Saved data entries
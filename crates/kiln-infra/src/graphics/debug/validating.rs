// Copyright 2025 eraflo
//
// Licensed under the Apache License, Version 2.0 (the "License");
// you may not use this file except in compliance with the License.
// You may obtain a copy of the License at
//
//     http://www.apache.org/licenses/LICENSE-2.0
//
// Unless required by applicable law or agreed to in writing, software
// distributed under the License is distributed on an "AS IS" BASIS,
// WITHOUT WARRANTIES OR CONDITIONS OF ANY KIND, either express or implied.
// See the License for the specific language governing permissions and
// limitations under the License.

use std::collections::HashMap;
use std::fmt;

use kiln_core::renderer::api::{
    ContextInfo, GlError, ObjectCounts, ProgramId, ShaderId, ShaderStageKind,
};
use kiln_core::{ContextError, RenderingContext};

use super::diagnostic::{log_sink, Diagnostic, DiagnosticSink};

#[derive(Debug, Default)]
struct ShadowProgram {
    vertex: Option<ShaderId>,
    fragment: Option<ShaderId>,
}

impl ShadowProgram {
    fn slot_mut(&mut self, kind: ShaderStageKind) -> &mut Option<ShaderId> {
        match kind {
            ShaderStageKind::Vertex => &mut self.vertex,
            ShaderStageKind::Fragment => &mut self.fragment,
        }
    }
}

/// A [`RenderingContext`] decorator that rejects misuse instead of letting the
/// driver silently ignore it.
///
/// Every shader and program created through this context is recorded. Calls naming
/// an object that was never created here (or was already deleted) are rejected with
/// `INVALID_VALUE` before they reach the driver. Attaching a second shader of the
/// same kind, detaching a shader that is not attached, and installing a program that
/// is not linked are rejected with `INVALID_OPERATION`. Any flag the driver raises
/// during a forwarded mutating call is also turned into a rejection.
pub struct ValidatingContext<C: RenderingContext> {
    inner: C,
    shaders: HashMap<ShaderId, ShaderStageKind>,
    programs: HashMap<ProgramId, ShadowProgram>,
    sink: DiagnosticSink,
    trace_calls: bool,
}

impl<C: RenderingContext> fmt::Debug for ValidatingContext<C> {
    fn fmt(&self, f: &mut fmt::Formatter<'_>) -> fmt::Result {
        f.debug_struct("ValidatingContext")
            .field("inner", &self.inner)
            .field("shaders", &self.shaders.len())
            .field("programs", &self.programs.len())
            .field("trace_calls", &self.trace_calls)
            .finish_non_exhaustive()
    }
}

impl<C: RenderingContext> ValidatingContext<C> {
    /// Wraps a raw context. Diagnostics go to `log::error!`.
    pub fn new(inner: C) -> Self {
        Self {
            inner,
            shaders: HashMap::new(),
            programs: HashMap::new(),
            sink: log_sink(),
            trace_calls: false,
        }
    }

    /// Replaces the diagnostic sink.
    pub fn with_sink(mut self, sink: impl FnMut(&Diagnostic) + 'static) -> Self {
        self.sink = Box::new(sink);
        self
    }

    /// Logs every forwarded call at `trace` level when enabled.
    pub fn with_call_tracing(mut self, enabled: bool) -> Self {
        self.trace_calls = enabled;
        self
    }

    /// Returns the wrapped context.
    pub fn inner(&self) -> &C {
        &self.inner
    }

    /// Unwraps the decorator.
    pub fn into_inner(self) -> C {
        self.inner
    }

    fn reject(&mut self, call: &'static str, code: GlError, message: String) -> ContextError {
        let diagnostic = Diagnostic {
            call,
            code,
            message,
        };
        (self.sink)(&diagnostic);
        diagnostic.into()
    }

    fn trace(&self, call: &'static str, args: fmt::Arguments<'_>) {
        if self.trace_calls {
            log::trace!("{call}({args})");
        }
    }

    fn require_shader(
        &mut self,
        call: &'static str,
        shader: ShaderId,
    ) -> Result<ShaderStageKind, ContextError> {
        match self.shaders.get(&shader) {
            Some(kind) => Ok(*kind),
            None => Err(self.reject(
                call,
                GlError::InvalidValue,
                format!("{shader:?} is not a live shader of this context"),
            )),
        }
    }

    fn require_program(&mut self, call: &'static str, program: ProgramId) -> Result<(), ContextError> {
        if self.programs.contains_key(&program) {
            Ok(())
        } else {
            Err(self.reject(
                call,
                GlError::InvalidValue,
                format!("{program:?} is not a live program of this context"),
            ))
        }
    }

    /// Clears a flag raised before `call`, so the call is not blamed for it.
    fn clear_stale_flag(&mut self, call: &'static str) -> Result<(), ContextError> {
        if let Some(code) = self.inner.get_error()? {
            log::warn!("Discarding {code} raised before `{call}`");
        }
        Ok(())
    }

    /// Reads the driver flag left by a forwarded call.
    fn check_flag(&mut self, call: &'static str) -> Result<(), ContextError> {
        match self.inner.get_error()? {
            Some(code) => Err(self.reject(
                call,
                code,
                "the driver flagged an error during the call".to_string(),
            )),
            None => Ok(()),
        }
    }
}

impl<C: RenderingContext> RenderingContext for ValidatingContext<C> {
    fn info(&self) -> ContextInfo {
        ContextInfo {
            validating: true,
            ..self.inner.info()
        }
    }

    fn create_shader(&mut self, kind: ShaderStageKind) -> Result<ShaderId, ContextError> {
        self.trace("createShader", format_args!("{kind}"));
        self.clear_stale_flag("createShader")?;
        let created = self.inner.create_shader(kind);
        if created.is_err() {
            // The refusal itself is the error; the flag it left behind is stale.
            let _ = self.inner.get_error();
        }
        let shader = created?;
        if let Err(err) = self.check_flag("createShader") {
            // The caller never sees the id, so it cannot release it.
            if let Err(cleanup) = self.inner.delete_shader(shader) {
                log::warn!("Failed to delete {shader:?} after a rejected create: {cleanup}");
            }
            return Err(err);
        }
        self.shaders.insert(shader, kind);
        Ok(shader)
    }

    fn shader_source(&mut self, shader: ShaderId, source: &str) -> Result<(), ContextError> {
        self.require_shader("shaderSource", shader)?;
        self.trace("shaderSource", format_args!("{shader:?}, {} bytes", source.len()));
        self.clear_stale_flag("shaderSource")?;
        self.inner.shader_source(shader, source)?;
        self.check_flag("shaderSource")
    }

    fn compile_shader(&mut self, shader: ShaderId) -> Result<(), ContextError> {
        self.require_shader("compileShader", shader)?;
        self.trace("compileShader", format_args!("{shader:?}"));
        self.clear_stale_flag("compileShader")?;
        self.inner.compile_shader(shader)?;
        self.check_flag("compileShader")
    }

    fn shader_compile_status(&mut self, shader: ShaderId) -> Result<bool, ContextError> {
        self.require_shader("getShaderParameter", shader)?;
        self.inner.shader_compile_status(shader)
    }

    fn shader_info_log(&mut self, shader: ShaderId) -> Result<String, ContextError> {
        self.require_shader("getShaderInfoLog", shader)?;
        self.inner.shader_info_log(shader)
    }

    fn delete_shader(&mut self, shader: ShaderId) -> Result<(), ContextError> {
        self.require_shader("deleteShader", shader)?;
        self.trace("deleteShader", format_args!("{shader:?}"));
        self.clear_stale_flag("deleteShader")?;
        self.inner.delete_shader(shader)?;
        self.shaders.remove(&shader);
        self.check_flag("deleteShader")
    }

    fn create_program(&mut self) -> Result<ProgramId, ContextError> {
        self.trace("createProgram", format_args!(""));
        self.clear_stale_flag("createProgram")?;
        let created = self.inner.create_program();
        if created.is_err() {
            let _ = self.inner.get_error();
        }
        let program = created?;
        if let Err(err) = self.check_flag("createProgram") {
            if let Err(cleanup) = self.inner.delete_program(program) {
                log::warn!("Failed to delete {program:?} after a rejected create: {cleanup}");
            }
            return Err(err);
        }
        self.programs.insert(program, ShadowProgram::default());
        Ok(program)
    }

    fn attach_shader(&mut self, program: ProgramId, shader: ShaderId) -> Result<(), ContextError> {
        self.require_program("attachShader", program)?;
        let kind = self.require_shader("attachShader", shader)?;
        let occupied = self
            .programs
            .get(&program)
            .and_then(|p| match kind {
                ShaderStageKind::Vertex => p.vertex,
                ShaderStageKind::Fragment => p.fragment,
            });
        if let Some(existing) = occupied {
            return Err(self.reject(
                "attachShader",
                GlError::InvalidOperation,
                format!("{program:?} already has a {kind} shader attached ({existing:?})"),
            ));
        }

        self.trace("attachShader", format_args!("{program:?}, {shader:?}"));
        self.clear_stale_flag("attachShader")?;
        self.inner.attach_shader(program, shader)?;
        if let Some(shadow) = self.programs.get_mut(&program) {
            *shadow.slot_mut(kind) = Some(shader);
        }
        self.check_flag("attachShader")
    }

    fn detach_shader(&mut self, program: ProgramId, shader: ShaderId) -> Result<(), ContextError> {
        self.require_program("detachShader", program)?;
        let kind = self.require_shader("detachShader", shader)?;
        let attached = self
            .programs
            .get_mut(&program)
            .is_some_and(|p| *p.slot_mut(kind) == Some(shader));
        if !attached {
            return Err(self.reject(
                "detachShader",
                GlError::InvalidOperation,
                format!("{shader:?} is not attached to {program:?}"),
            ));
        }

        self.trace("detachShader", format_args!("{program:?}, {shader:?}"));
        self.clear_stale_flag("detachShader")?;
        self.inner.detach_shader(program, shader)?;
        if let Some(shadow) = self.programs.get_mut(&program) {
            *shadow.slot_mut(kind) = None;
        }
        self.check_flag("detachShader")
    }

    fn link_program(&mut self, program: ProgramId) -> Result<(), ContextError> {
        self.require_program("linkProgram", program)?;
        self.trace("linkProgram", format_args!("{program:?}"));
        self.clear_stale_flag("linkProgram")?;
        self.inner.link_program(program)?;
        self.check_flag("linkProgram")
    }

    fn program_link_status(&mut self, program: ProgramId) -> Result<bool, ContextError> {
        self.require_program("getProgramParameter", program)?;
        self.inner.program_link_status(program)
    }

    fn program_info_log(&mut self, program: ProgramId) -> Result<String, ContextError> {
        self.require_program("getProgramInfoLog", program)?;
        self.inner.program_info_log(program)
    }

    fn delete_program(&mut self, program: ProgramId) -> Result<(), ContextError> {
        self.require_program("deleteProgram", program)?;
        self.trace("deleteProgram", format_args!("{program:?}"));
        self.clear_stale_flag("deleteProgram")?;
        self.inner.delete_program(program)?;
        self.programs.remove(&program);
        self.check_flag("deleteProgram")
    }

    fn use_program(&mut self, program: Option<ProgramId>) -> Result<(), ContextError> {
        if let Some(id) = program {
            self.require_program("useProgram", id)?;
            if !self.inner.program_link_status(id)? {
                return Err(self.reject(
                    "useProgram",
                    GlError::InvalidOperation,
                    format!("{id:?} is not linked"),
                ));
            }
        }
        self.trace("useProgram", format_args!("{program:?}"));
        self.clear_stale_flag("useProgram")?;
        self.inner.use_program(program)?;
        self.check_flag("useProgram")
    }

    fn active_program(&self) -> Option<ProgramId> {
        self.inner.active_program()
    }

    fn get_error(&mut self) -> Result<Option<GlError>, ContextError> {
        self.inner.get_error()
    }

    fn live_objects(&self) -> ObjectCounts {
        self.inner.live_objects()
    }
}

▶ [Problem to solve]:
Scan the data for the string "shaderSource" and copy each line in which it occurs.

▶ [Completed exercise]:
        self.require_shader("shaderSource", shader)?;
        self.trace("shaderSource", format_args!("{shader:?}, {} bytes", source.len()));
        self.clear_stale_flag("shaderSource")?;
        self.check_flag("shaderSource")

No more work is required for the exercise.